Слезы градом брызнули из глаз Тусмана.
— О Господи, Господи! — воскликнул он, всхлипывая. — И так обращается со мной дорогая невеста! Так нет же, не уйду! Не уйду! И буду стоять до тех пор, пока вы не перемените обо мне вашего дурного мнения!
— Идите, говорю вам, — настоятельно повторяла Альбертина и, не выдержав, расплакалась сама, убежав с прижатым к глазам платком в угол комнаты.
— Нет, нет! — топая ногами, кричал Тусман. — Я останусь согласно совету мудрого Томазиуса, останусь, пока вы… — и он сделал шаг вперед с намерением подойти к Альбертине.
Эдмунд между тем, дрожа от ярости и едва владея собой, судорожно водил кистью, покрытой зеленой краской, по полотну. Но тут, не выдержав и крикнув во все горло:
— Проклятый дьявол! — кинулся он прямо на Тусмана и, ткнув его несколько раз толстой кистью прямо в лицо, схватил за плечи и дал такого пинка, что правитель канцелярии стрелой вылетел вон из комнаты к неописуемому изумлению советника, который, привлеченный шумом, хотел войти и вдруг увидел перед собой школьного товарища, всего вымазанного густой, зеленой краской.
— Правитель! — воскликнул он. — Ради всего святого, что с тобой?
Тусман, едва помня себя, вкратце, отрывистыми фразами рассказал ему все, что сделали с ним Альбертина и Эдмунд.
Советник вспылил не на шутку, взял его за руку и, войдя вместе с ним в комнату, накинулся на Альбертину.
— Что это значит? Где это видано?
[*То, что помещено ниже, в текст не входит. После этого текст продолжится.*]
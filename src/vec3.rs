use serde::{Deserialize, Serialize};
use std::fmt;
use std::ops::{Add, AddAssign, Div, Mul, Neg, Sub};

pub type Float = f32;

/// Minimum accepted hit distance; rejects self-intersections of the
/// origin triangle.
pub const EPSILON: Float = 1e-4;

#[derive(Clone, Copy, Default, PartialEq, Serialize, Deserialize)]
pub struct Vec3 {
    pub x: Float,
    pub y: Float,
    pub z: Float,
}

pub type Point = Vec3;

impl fmt::Debug for Vec3 {
    fn fmt(&self, f: &mut fmt::Formatter<'_>) -> fmt::Result {
        write!(f, "vec3: {{ x={:.3} y={:.3} z={:.3} }}", self.x, self.y, self.z)
    }
}

impl Add for Vec3 {
    type Output = Vec3;

    fn add(self, other: Vec3) -> Vec3 {
        Vec3 {
            x: self.x + other.x,
            y: self.y + other.y,
            z: self.z + other.z,
        }
    }
}

impl Sub for Vec3 {
    type Output = Vec3;

    fn sub(self, other: Vec3) -> Vec3 {
        Vec3 {
            x: self.x - other.x,
            y: self.y - other.y,
            z: self.z - other.z,
        }
    }
}

impl Neg for Vec3 {
    type Output = Vec3;

    fn neg(self) -> Vec3 {
        Vec3 {
            x: -self.x,
            y: -self.y,
            z: -self.z,
        }
    }
}

impl Mul<Float> for Vec3 {
    type Output = Vec3;

    fn mul(self, rhs: Float) -> Vec3 {
        Vec3 {
            x: self.x * rhs,
            y: self.y * rhs,
            z: self.z * rhs,
        }
    }
}

impl Div<Float> for Vec3 {
    type Output = Vec3;

    fn div(self, rhs: Float) -> Vec3 {
        Vec3 {
            x: self.x / rhs,
            y: self.y / rhs,
            z: self.z / rhs,
        }
    }
}

impl AddAssign<Vec3> for Vec3 {
    fn add_assign(&mut self, other: Vec3) {
        *self = *self + other;
    }
}

impl Vec3 {
    pub fn new(x: Float, y: Float, z: Float) -> Vec3 {
        Vec3 { x, y, z }
    }
    pub fn zero() -> Vec3 {
        Vec3 { x: 0.0, y: 0.0, z: 0.0 }
    }
    pub fn unit_x() -> Vec3 {
        Vec3 { x: 1.0, y: 0.0, z: 0.0 }
    }
    pub fn unit_y() -> Vec3 {
        Vec3 { x: 0.0, y: 1.0, z: 0.0 }
    }
    pub fn unit_z() -> Vec3 {
        Vec3 { x: 0.0, y: 0.0, z: 1.0 }
    }
    pub fn dot(self, rhs: Vec3) -> Float {
        self.x * rhs.x + self.y * rhs.y + self.z * rhs.z
    }
    pub fn cross(self, rhs: Vec3) -> Vec3 {
        Vec3 {
            x: self.y * rhs.z - self.z * rhs.y,
            y: self.z * rhs.x - self.x * rhs.z,
            z: self.x * rhs.y - self.y * rhs.x,
        }
    }
    pub fn norm2(self) -> Float {
        self.dot(self)
    }
    pub fn norm(self) -> Float {
        self.norm2().sqrt()
    }
    pub fn normalize(self) -> Vec3 {
        let norm = self.norm();
        assert!(norm > 0.0);
        self / norm
    }
    pub fn min(self, rhs: Vec3) -> Vec3 {
        Vec3 {
            x: self.x.min(rhs.x),
            y: self.y.min(rhs.y),
            z: self.z.min(rhs.z),
        }
    }
    pub fn max(self, rhs: Vec3) -> Vec3 {
        Vec3 {
            x: self.x.max(rhs.x),
            y: self.y.max(rhs.y),
            z: self.z.max(rhs.z),
        }
    }
    pub fn comp_mul(self, rhs: Vec3) -> Vec3 {
        Vec3 {
            x: self.x * rhs.x,
            y: self.y * rhs.y,
            z: self.z * rhs.z,
        }
    }
    pub fn comp_div(self, rhs: Vec3) -> Vec3 {
        Vec3 {
            x: self.x / rhs.x,
            y: self.y / rhs.y,
            z: self.z / rhs.z,
        }
    }
    pub fn recip(self) -> Vec3 {
        Vec3 {
            x: 1.0 / self.x,
            y: 1.0 / self.y,
            z: 1.0 / self.z,
        }
    }
}

/*
 * Rotation quaternion: s = cos(angle/2), v = axis * sin(angle/2).
 * The axis must be unit length.
 */
#[derive(Debug, Clone, Copy)]
pub struct Quat {
    pub s: Float,
    pub v: Vec3,
}

impl Quat {
    pub fn from_axis_angle(axis: Vec3, angle: Float) -> Quat {
        Quat {
            s: (angle / 2.0).cos(),
            v: axis * (angle / 2.0).sin(),
        }
    }
    pub fn from_vector(v: Vec3) -> Quat {
        Quat { s: 0.0, v }
    }
    pub fn conjugate(self) -> Quat {
        Quat { s: self.s, v: -self.v }
    }
    pub fn rotate(self, p: Vec3) -> Vec3 {
        (self * Quat::from_vector(p) * self.conjugate()).v
    }
}

impl Mul for Quat {
    type Output = Quat;

    fn mul(self, q: Quat) -> Quat {
        Quat {
            s: self.s * q.s - self.v.dot(q.v),
            v: q.v * self.s + self.v * q.s + self.v.cross(q.v),
        }
    }
}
Так обращаться с женихом!
— С женихом? — испуганно воскликнула Альбертина.
— Ну да! С женихом! — продолжал советник. — Я не понимаю, чему ты удивляешься, когда это давным-давно решенное дело! Разве ты не знаешь, что наш дорогой правитель канцелярии давно твой жених и что через несколько недель назначена ваша свадьба.
— Никогда! — крикнула Альбертина. — Никогда не выйду я за правителя канцелярии! Никогда не полюблю такого урода!
— Какая тут любовь? Какой тут урод? — перебил советник. — Тут дело не о любви, а о свадьбе. Мой дорогой правитель канцелярии не вертопрах, не ветреник, а человек почтенных лет, как и я. Эти годы совершенно справедливо зовут лучшими. К тому же он честный, достойный, начитанный, обходительный человек и мой школьный товарищ.
— Нет, нет! — в отчаянии, со слезами на глазах запротестовала Альбертина. — Я его терпеть не могу, я его ненавижу! О мой Эдмунд!